怪人は左手で斬られた腹を押さえながらも、
右手に伸びた糸の遠心力で空中をぶら下がりながら次から次へと住宅地を越えていく。
その光景を眺めていた制服の人々は、
「あんなに攻撃を受けたのにまだ動けるのか……!?」と声を上げて驚愕した。
「何て奴だ……!」と畏怖する人の声でどよめく。
遠くなる怪人が影になるまで眺め、肩を下した少女は思わず呟いた。
「そんな……。やっと、追い詰めることが出来たのに……。」
がっくりと項垂れて落胆した様子で剣を鞘に収めると、 警部と呼ばれている中年の男性は少女の肩を叩いて言った。
「……あんまり気負いするんじゃないぞ。
街への被害を最小限に抑える為にこの作戦で動いているだけだ。
皆もそれを理解してくれているからこそ出来ることなんだよ。
お前だけ責任を感じる必要はない。
全員で終わらせてこそ、意味があることなんだからな。」
顔を向けた少女は「はい……!」と真剣な面持ちで返事をする。
意思を確認する様に2度頷く中年の男性は「それじゃあ、次も臨機応変に対応していくぞ。」と頬を緩ませて言ったその時――――。
「こちら中央区!」
各々が所持しているトランシーバーからピーという通達音が鳴ると、一斉に音声が響いた。

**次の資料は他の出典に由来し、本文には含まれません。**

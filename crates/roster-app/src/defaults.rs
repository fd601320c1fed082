// Copyright 2026 Phillip Cloud
// Licensed under the Apache License, Version 2.0

//! Seed datasets used on first launch and whenever a persisted payload
//! cannot be read back.

use crate::filter::ColumnGroup;
use crate::{CellValue, ColumnDef, ColumnType, Record, RecordId, TableKind};

pub const DEFAULT_PROJECTS: [&str; 3] = ["Project Alpha", "Project Beta", "Project Gamma"];

pub const PROJECT_GROUP_KEY: &str = "project";

const PROJECT_KEYS: [&str; 3] = ["project1", "project2", "project3"];

// (id, full name, stream, role, deployed)
const RESOURCES: &[(i64, &str, &str, &str, bool)] = &[
    (1, "Abdul Nawaz MD", "Product Management", "Product Manager", false),
    (2, "Alveena Joyce", "Engineering", "Data Engineer", false),
    (3, "Ambarish Srinivasan", "Engineering", "Data Engineer", true),
    (4, "AnandhKumar Muthukumar", "Engineering", "Test Engineer", false),
    (5, "Anbu Sampath", "Engineering", "Software Development", false),
    (6, "Anirudh S", "Engineering", "UI Engineer", false),
    (7, "Anirudh Sudeendran", "Data Science & Analytics", "Customer Scientist", true),
    (8, "Aravind Mohan", "Product Management", "User Experience (UX) Design", false),
    (9, "Arun Changotra", "Engineering", "Software Development", true),
    (10, "Ashutosh Anand", "Customer Success", "Customer Success", false),
    (11, "Ashvath Narayanan", "Engineering", "Associate Data Scientist", false),
    (12, "Aswin Kumar K G", "Engineering", "DevOps Engineer", false),
    (13, "Babu Christopher Donbosco", "Operations", "General Office Administration", false),
    (14, "Boobalamurugan", "Data Science & Analytics", "Data Scientist", false),
    (15, "Bharathwaj Gopalan", "Finance", "Finance", false),
    (16, "Chakradhar Yerranagari", "Finance", "Accounting", false),
    (17, "Chinmoy Rajurkar", "Product Management", "Product Manager", true),
    (18, "Dhanushya Shankar", "Data Science & Analytics", "DE / DS", false),
    (19, "Dilip Kumar Rajendhiran", "Data Science & Analytics", "Data Scientist", true),
    (20, "Ellakkiaa S", "Engineering", "Associate Data Scientist", false),
    (21, "Gali Poojitha", "Engineering", "Software Development", false),
    (22, "Gomathi S", "People", "Talent Mgmt. & Engagement", false),
    (23, "Grace Lee Hui Min", "Operations", "General Office Administration", false),
    (24, "Harish Jayakumar", "Project Management", "Business Analyst", false),
    (25, "Hariharasudhan S", "Data Science & Analytics", "Data Scientist", false),
    (26, "Indukuru Sai Tharun Reddy", "Data Science & Analytics", "DE / DS", false),
    (27, "Iyyappan S", "Engineering", "Data Engineer", false),
    (28, "James Victor Francis", "Data Science & Analytics", "Customer Scientist", true),
    (29, "Jayaprakash Sundaramurthy", "Engineering", "Data Engineer", false),
    (30, "Joshua Lucas", "Customer Success", "Customer Success", false),
    (31, "Jyotsna Singh", "Sales", "Partnerships - Bazaar", false),
    (32, "Karanveer Singh Bakshi", "Sales", "Sales", false),
    (33, "Karthikeyan N", "Data Science & Analytics", "DE / DS", false),
    (34, "Karunamoorthi Sakthivel", "Engineering", "UI Engineer", false),
    (35, "Kathiravan M", "Engineering", "Software Development", false),
    (36, "Kuldeep Gujar", "Engineering", "UI Engineer", false),
    (37, "Maadhusri Ulaganathan", "Data Science & Analytics", "Customer Scientist", false),
    (38, "Madasamy M", "Engineering", "UI Engineer", false),
    (39, "Meenakshi Priyadharshini B", "People", "Talent Acquisition", false),
    (40, "Meghana Jagadish Upasani", "Operations", "Legal", false),
    (41, "Naveenkumar Sivaprakasam", "Engineering", "Software Development", false),
    (42, "Mithuna Jogan", "Engineering", "Data Engineer", false),
    (43, "Parkhiya Dixitkumar Arvindbhai", "Engineering", "UI Engineer", false),
    (44, "Prajjwal Kumar", "Data Science & Analytics", "Customer Scientist", true),
    (45, "Praveen Selvaraj", "Data Science & Analytics", "Data Scientist", false),
    (46, "Priyadharsshni S", "Data Science & Analytics", "Data Scientist", false),
    (47, "Priyanshu Mishra", "Customer Success", "Customer Success", false),
    (48, "Ragunath Venkatraman", "Engineering", "Software Development", false),
    (49, "Rai Pramanik", "People", "Talent Mgmt. & Engagement", false),
    (50, "Ravi Sundar", "Data Science & Analytics", "Data Scientist", false),
    (51, "Rooban Chakravarthy", "Engineering", "Data Engineer", false),
    (52, "Sandeep Guruvindapalli", "Product Management", "Product Manager", true),
    (53, "Sangeetha Thangaraj", "Product Management", "User Experience (UX) Design", false),
    (54, "Sanjana Krishnan", "Engineering", "Data Engineer", false),
    (55, "Saran Kumar", "Data Science & Analytics", "DE / DS", false),
    (56, "Saravanan R", "IT", "General IT Infrastructure Systems Administration", false),
    (57, "Satheesh Kumar Hari", "IT", "General IT Infrastructure Systems Administration", false),
    (58, "Sethu Ramalingam", "Customer Success", "Customer Success", true),
    (59, "Shad Perwez", "Data Science & Analytics", "ML Ops Engineer", false),
    (60, "Shankar Ganesh", "Project Management", "Delivery Management", false),
    (61, "Shilpa Sudarsanakumar", "Project Management", "Business Analyst", false),
    (62, "Shipra Paul", "Operations", "General Regulatory Affairs", false),
    (63, "Shriram Suresh Kumar", "Engineering", "Data Engineer", false),
    (64, "Siranjeevi Shanmugam", "Engineering", "Test Engineer", false),
    (65, "Sivaseelan G", "Engineering", "Software Development", false),
    (66, "Smrithi Sundar", "Data Science & Analytics", "Customer Scientist", false),
    (67, "Sri Bharathan", "Project Management", "Delivery Management", false),
    (68, "Srinivas Puniyakoti", "Data Science & Analytics", "Customer Scientist", true),
    (69, "Srinivasan D", "Product Management", "User Experience (UX) Design", false),
    (70, "Subramani Srinivasan", "Finance", "Accounting", false),
    (71, "Sujee Shalini", "People", "Talent Acquisition", false),
    (72, "Suraj Kesavan", "Data Science & Analytics", "Data Scientist", false),
    (73, "Suresh V Shankar", "Founder", "Executive", false),
    (74, "Tejeswini Kashyappan", "Product Management", "Product Manager", false),
    (75, "Thaanish Ahamed", "Data Science & Analytics", "DE / DS", false),
    (76, "Thahazeef Ali", "Engineering", "UI Engineer", false),
    (77, "Tiyasa Saha", "Pre-Sales", "Sales Engineer", false),
    (78, "Vignesh G", "Data Science & Analytics", "Customer Scientist", true),
    (79, "Vinayak Ganapuram", "Engineering", "Software Development", false),
    (80, "Vinodh Rajamohan", "Engineering", "Data Engineer", true),
    (81, "Vishnu C Bhattatherypad", "Customer Success", "Customer Success", false),
    (82, "Vishnupriya Jeevanram", "Engineering", "Software Development", false),
    (83, "Vivek Muraleedharan", "Engineering", "Data Scientist", true),
];

// (id, agent, demo ready, owner, timeline, dependencies)
const AGENTS: &[(i64, &str, bool, &str, &str, &str)] = &[
    (1, "CxO Concierge", true, "Chinmoy, Ashvath", "Ready", "None"),
    (2, "Personal Finance Assistant", true, "Chinmoy", "Ready", "None"),
    (3, "RM Wealth Assistant", true, "Vignesh GM, Arun Changotra", "Ready", "None"),
    (
        4,
        "CFO Earnings Analyst",
        false,
        "Vignesh GM, Arun Changotra",
        "2 weeks",
        "Data integration pending",
    ),
];

pub fn default_columns(kind: TableKind) -> Vec<ColumnDef> {
    match kind {
        TableKind::Clients => vec![
            ColumnDef::new("clientName", "Client Name", ColumnType::Text),
            ColumnDef::new("agentsProposed", "Agents Proposed", ColumnType::Textarea),
            ColumnDef::new("lastMeetingDate", "Last Meeting Date", ColumnType::Date),
        ],
        TableKind::Agents => vec![
            ColumnDef::new("agentName", "Agent Name", ColumnType::Text),
            ColumnDef::new("demoReady", "Demo Ready", ColumnType::Boolean),
            ColumnDef::new("internalOwner", "Internal Owner", ColumnType::Text),
            ColumnDef::new("estimatedTimeline", "Estimated Timeline", ColumnType::Text),
            ColumnDef::new("dependencies", "Dependencies", ColumnType::Textarea),
        ],
        TableKind::Resources => {
            let mut columns = vec![
                ColumnDef::new("fullName", "Full Name", ColumnType::Text),
                ColumnDef::new("stream", "Stream", ColumnType::Select),
                ColumnDef::new("role", "Role", ColumnType::Text),
            ];
            for (index, key) in PROJECT_KEYS.iter().enumerate() {
                columns.push(
                    ColumnDef::new(*key, format!("Project {}", index + 1), ColumnType::Select)
                        .with_options(DEFAULT_PROJECTS),
                );
            }
            columns.push(ColumnDef::new("isDeployed", "Deployed", ColumnType::Boolean));
            columns
        }
    }
}

pub fn default_records(kind: TableKind) -> Vec<Record> {
    match kind {
        TableKind::Clients => vec![
            Record::new(RecordId::new(1))
                .with_field("clientName", CellValue::text("ADIB"))
                .with_field(
                    "agentsProposed",
                    CellValue::text("CxO Concierge, PFM, RM Wealth Assistant, CFO Earnings Analyst"),
                )
                .with_field("lastMeetingDate", CellValue::text("2024-08-12")),
        ],
        TableKind::Agents => AGENTS
            .iter()
            .map(|&(id, name, ready, owner, timeline, dependencies)| {
                Record::new(RecordId::new(id))
                    .with_field("agentName", CellValue::text(name))
                    .with_field("demoReady", CellValue::Bool(ready))
                    .with_field("internalOwner", CellValue::text(owner))
                    .with_field("estimatedTimeline", CellValue::text(timeline))
                    .with_field("dependencies", CellValue::text(dependencies))
            })
            .collect(),
        TableKind::Resources => RESOURCES
            .iter()
            .map(|&(id, name, stream, role, deployed)| {
                let mut record = Record::new(RecordId::new(id))
                    .with_field("fullName", CellValue::text(name))
                    .with_field("stream", CellValue::text(stream))
                    .with_field("role", CellValue::text(role))
                    .with_field("isDeployed", CellValue::Bool(deployed));
                for key in PROJECT_KEYS {
                    record.set(key, CellValue::text(""));
                }
                record
            })
            .collect(),
    }
}

/// Select columns whose options come from record values instead of the
/// column definition.
pub fn derived_option_keys(kind: TableKind) -> &'static [&'static str] {
    match kind {
        TableKind::Resources => &["stream"],
        TableKind::Clients | TableKind::Agents => &[],
    }
}

pub fn column_groups(kind: TableKind) -> Vec<ColumnGroup> {
    match kind {
        TableKind::Resources => vec![ColumnGroup {
            key: PROJECT_GROUP_KEY.to_owned(),
            label: "Project".to_owned(),
            members: PROJECT_KEYS.iter().map(|key| (*key).to_owned()).collect(),
        }],
        TableKind::Clients | TableKind::Agents => Vec::new(),
    }
}

#[cfg(test)]
mod tests {
    use super::{DEFAULT_PROJECTS, default_columns, default_records};
    use crate::TableKind;

    #[test]
    fn default_records_carry_every_registered_key() {
        for kind in TableKind::ALL {
            let columns = default_columns(kind);
            for record in default_records(kind) {
                for column in &columns {
                    assert!(
                        record.get(&column.key).is_some(),
                        "{} record {} lacks {}",
                        kind.as_str(),
                        record.id,
                        column.key
                    );
                }
                assert_eq!(record.fields.len(), columns.len());
            }
        }
    }

    #[test]
    fn default_ids_are_unique_per_table() {
        for kind in TableKind::ALL {
            let mut ids = default_records(kind)
                .iter()
                .map(|record| record.id)
                .collect::<Vec<_>>();
            let before = ids.len();
            ids.sort();
            ids.dedup();
            assert_eq!(ids.len(), before);
        }
    }

    #[test]
    fn project_columns_share_the_catalog() {
        let columns = default_columns(TableKind::Resources);
        let projects = columns
            .iter()
            .filter(|column| column.key.starts_with("project"))
            .collect::<Vec<_>>();
        assert_eq!(projects.len(), 3);
        for column in projects {
            assert_eq!(column.options, DEFAULT_PROJECTS);
        }
    }
}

「只今、怪人に捕らわれていた被害者の救出を完了しました!
輸送班の到着次第、蜘蛛の巣の撤去作業に当たります!」
思わぬ伝令に嬉々としてその場で声を上げる一同。
中年男性は機器のスイッチを長押しすると、
「良くやった!こちらは引き続き、怪人の動向を随時共有する。到着まで警戒を怠らない様に。」と応答して顔をほころばす。
そして、吉報にざわつき始めた制服の人々を見渡しながら良く通った声を出した。
「怪人には逃げられたが、被害者は助けられた!
怪人が巣に戻る前にこのまま追い込むぞ!
今回は負傷者を出さずに撃退することが出来たんだ!
次も同じように、一斉に攻撃できれば必ず奴を倒せるはずだ!
各班に分かれて捜し出すぞ!
見つけ次第連絡し、必ず陣形をとって射殺する!
奴は弱っているが油断はするな。
単独行動は控え、2組で行動するように!」
男性の励ましと指示に制服の人々は「了解!」と各々に返事をしてパトカーへと乗り込んでいく。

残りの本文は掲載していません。